The records below are to be retyped in full, without any alteration.

Saved entries:

= = = =

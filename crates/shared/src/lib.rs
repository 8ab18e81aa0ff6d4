//! Shared library for the anime recommender.
//!
//! This crate provides common functionality used by the binary crate:
//! - Configuration management
//! - Data models
//! - Logging infrastructure

pub mod config;
pub mod logging;
pub mod models;

// Re-export commonly used types
pub use config::Config;
pub use logging::LogConfig;
pub use models::{AnimeEntry, SYNOPSIS_PLACEHOLDER};

/// Common result type using anyhow::Error
pub type Result<T> = anyhow::Result<T>;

= = = =

# RESULT OF THIS TASK
filename crates/shared/src/lib.rs
repository 8ab18e81aa0ff6d4
//! Shared library for the anime recommender.
//!
//! This crate provides common functionality used by the binary crate:
//! - Configuration management
//! - Data models
//! - Logging infrastructure

pub mod config;
pub mod logging;
pub mod models;

// Re-export commonly used types
pub use config::Config;
pub use logging::LogConfig;
pub use models::{AnimeEntry, SYNOPSIS_PLACEHOLDER};

/// Common result type using anyhow::Error
pub type Result<T> = anyhow::Result<T>;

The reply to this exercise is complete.